= Australian Volunteers for International Development =

The Australian Volunteers for International Development (AVID) program is an initiative of the Australian Government's Department of Foreign Affairs and Trade. The AVID program provides Australians with the opportunity to share their skills and establish connections with individuals and organizations in developing countries, as part of Australia's overseas aid initiative. This program is administered by three Core Partners on behalf of the Australian Government: Scope Global (formerly known as Austraining International), Australian Volunteers International, and the Australian Red Cross. Volunteers in the program come from diverse backgrounds, spanning ages 18 to 80, and they contribute various professional expertise. This diversity allows them to engage in a range of activities, such as assisting in the establishment of medical clinics for safe childbirth, constructing resilient homes to withstand cyclones, and supporting children with disabilities in accessing education.

The AVID program connects volunteers with Host Organizations (HOs) in regions like Asia, the Pacific, and Africa.
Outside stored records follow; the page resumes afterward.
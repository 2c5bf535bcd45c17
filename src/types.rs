//! Common types used throughout the curate pipeline
//!
//! This module contains shared enums used by configuration,
//! storage and the command-line interface.

use serde::{Deserialize, Serialize};
use std::fmt;

// ============================================================================
// Write Mode
// ============================================================================

/// How cleaned data is written to the destination
#[derive(Debug, Clone, Copy, PartialEq, Eq, Default, Serialize, Deserialize)]
#[serde(rename_all = "snake_case")]
pub enum WriteMode {
    /// Add new files next to existing ones
    Append,
    /// Remove everything under the destination, then write
    Overwrite,
    /// Replace only the partitions present in the new data
    #[default]
    OverwritePartitions,
}

impl fmt::Display for WriteMode {
    fn fmt(&self, f: &mut fmt::Formatter<'_>) -> fmt::Result {
        let s = match self {
            Self::Append => "append",
            Self::Overwrite => "overwrite",
            Self::OverwritePartitions => "overwrite_partitions",
        };
        f.write_str(s)
    }
}

// ============================================================================
// Compression
// ============================================================================

/// Parquet compression codec
#[derive(Debug, Clone, Copy, PartialEq, Eq, Default, Serialize, Deserialize)]
#[serde(rename_all = "lowercase")]
pub enum Compression {
    #[default]
    Snappy,
    Zstd,
    Gzip,
    None,
}

impl Compression {
    /// Codec tag used in output file names (`part-...{tag}.parquet`)
    pub fn file_tag(self) -> &'static str {
        match self {
            Self::Snappy => ".snappy",
            Self::Zstd => ".zstd",
            Self::Gzip => ".gz",
            Self::None => "",
        }
    }
}

impl From<Compression> for parquet::basic::Compression {
    fn from(compression: Compression) -> Self {
        match compression {
            Compression::Snappy => parquet::basic::Compression::SNAPPY,
            Compression::Zstd => {
                parquet::basic::Compression::ZSTD(parquet::basic::ZstdLevel::default())
            }
            Compression::Gzip => {
                parquet::basic::Compression::GZIP(parquet::basic::GzipLevel::default())
            }
            Compression::None => parquet::basic::Compression::UNCOMPRESSED,
        }
    }
}
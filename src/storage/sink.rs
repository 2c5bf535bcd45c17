//! Partitioned Parquet sink

use super::columnar::{encode_parquet, records_to_batch, ParquetWriterConfig};
use super::location::StorageLocation;
use super::types::{TableSink, WriteOptions, WriteSummary};
use crate::error::{Error, Result};
use crate::transform::{CleanedTable, PartitionKey};
use crate::types::WriteMode;
use async_trait::async_trait;
use chrono::Utc;
use tracing::{debug, info};

/// Writes cleaned tables as Hive-partitioned Parquet
///
/// Layout: `{prefix}/year={Y}/month={M}/part-{stamp}-{n}{codec}.parquet`
#[derive(Debug, Clone)]
pub struct PartitionedParquetSink {
    location: StorageLocation,
    options: WriteOptions,
}

impl PartitionedParquetSink {
    /// Create a sink over a location
    pub fn new(location: StorageLocation, options: WriteOptions) -> Self {
        Self { location, options }
    }

    /// Open a sink from a URL
    pub fn open(url: &str, options: WriteOptions) -> Result<Self> {
        let location =
            StorageLocation::for_write(url).map_err(|e| Error::write(url, e.to_string()))?;
        Ok(Self::new(location, options))
    }

    fn write_error(&self, message: impl Into<String>) -> Error {
        Error::write(self.location.url(), message)
    }

    /// Delete every object under `relative` except `keep`
    async fn prune(&self, relative: &str, keep: Option<&str>) -> Result<usize> {
        let existing = self
            .location
            .list(relative)
            .await
            .map_err(|e| self.write_error(e.to_string()))?;

        let mut removed = 0;
        for meta in existing {
            if keep == Some(meta.location.as_ref()) {
                continue;
            }
            self.location
                .delete(&meta.location)
                .await
                .map_err(|e| self.write_error(e.to_string()))?;
            debug!(file = %meta.location, "Removed stale file");
            removed += 1;
        }
        Ok(removed)
    }
}

/// Object name for one partition file
pub fn partition_file_name(key: &PartitionKey, stamp: &str, index: usize, codec_tag: &str) -> String {
    format!("{}/part-{stamp}-{index:05}{codec_tag}.parquet", key.path_segment())
}

#[async_trait]
impl TableSink for PartitionedParquetSink {
    async fn write_table(&self, table: &CleanedTable) -> Result<WriteSummary> {
        let mut summary = WriteSummary::default();
        if table.is_empty() {
            info!(destination = %self.location.url(), "No records to write");
            return Ok(summary);
        }

        if self.options.mode == WriteMode::Overwrite {
            summary.files_removed += self.prune("", None).await?;
        }

        let config = ParquetWriterConfig::new().with_compression(self.options.compression);
        let stamp = Utc::now().format("%Y%m%dT%H%M%S%6f").to_string();

        for (index, (key, records)) in table.partitions().into_iter().enumerate() {
            let batch = records_to_batch(&records, &table.passthrough_columns)
                .map_err(|e| self.write_error(e.to_string()))?;
            let data =
                encode_parquet(&batch, &config).map_err(|e| self.write_error(e.to_string()))?;

            let name = partition_file_name(&key, &stamp, index, config.compression().file_tag());
            let written = self
                .location
                .put(&name, data)
                .await
                .map_err(|e| self.write_error(e.to_string()))?;

            if self.options.mode == WriteMode::OverwritePartitions {
                let keep = self.location.path(&name);
                summary.files_removed += self
                    .prune(&key.path_segment(), Some(keep.as_ref()))
                    .await?;
            }

            debug!(partition = %key, rows = records.len(), file = %written, "Wrote partition");
            summary.rows_written += records.len();
            summary.partitions.push(key);
            summary.files_written.push(written);
        }

        info!(
            destination = %self.location.url(),
            mode = %self.options.mode,
            rows = summary.rows_written,
            partitions = summary.partitions.len(),
            removed = summary.files_removed,
            "Wrote partitioned table"
        );
        Ok(summary)
    }

    fn describe(&self) -> String {
        self.location.url().to_string()
    }
}
// src/api/handlers/mod.rs
pub mod generator;
pub mod system;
These HOs encompass a wide range of entities, including government departments, international agencies, non-governmental organizations (NGOs) at various levels (local, national, and international), educational institutions, research institutes, and private companies. Each assignment is aligned with the priorities of the Australian Government and is tailored to meet the specific needs of the host country. Additionally, the AVID program collaborates with Australian Partner Organizations (APOs) to facilitate and support Australian volunteer assignments. APOs, which comprise Australian government departments, NGOs, educational institutions, and private companies, aim to establish connections with development-focused organizations in Asia, the Pacific, and Africa. For instance, APOs collaborate with HOs to create volunteer assignment proposals, promote opportunities to potential volunteers, and offer guidance and assistance to volunteers during their assignments. It's important to note that HOs can submit assignments to the AVID program independently of APOs.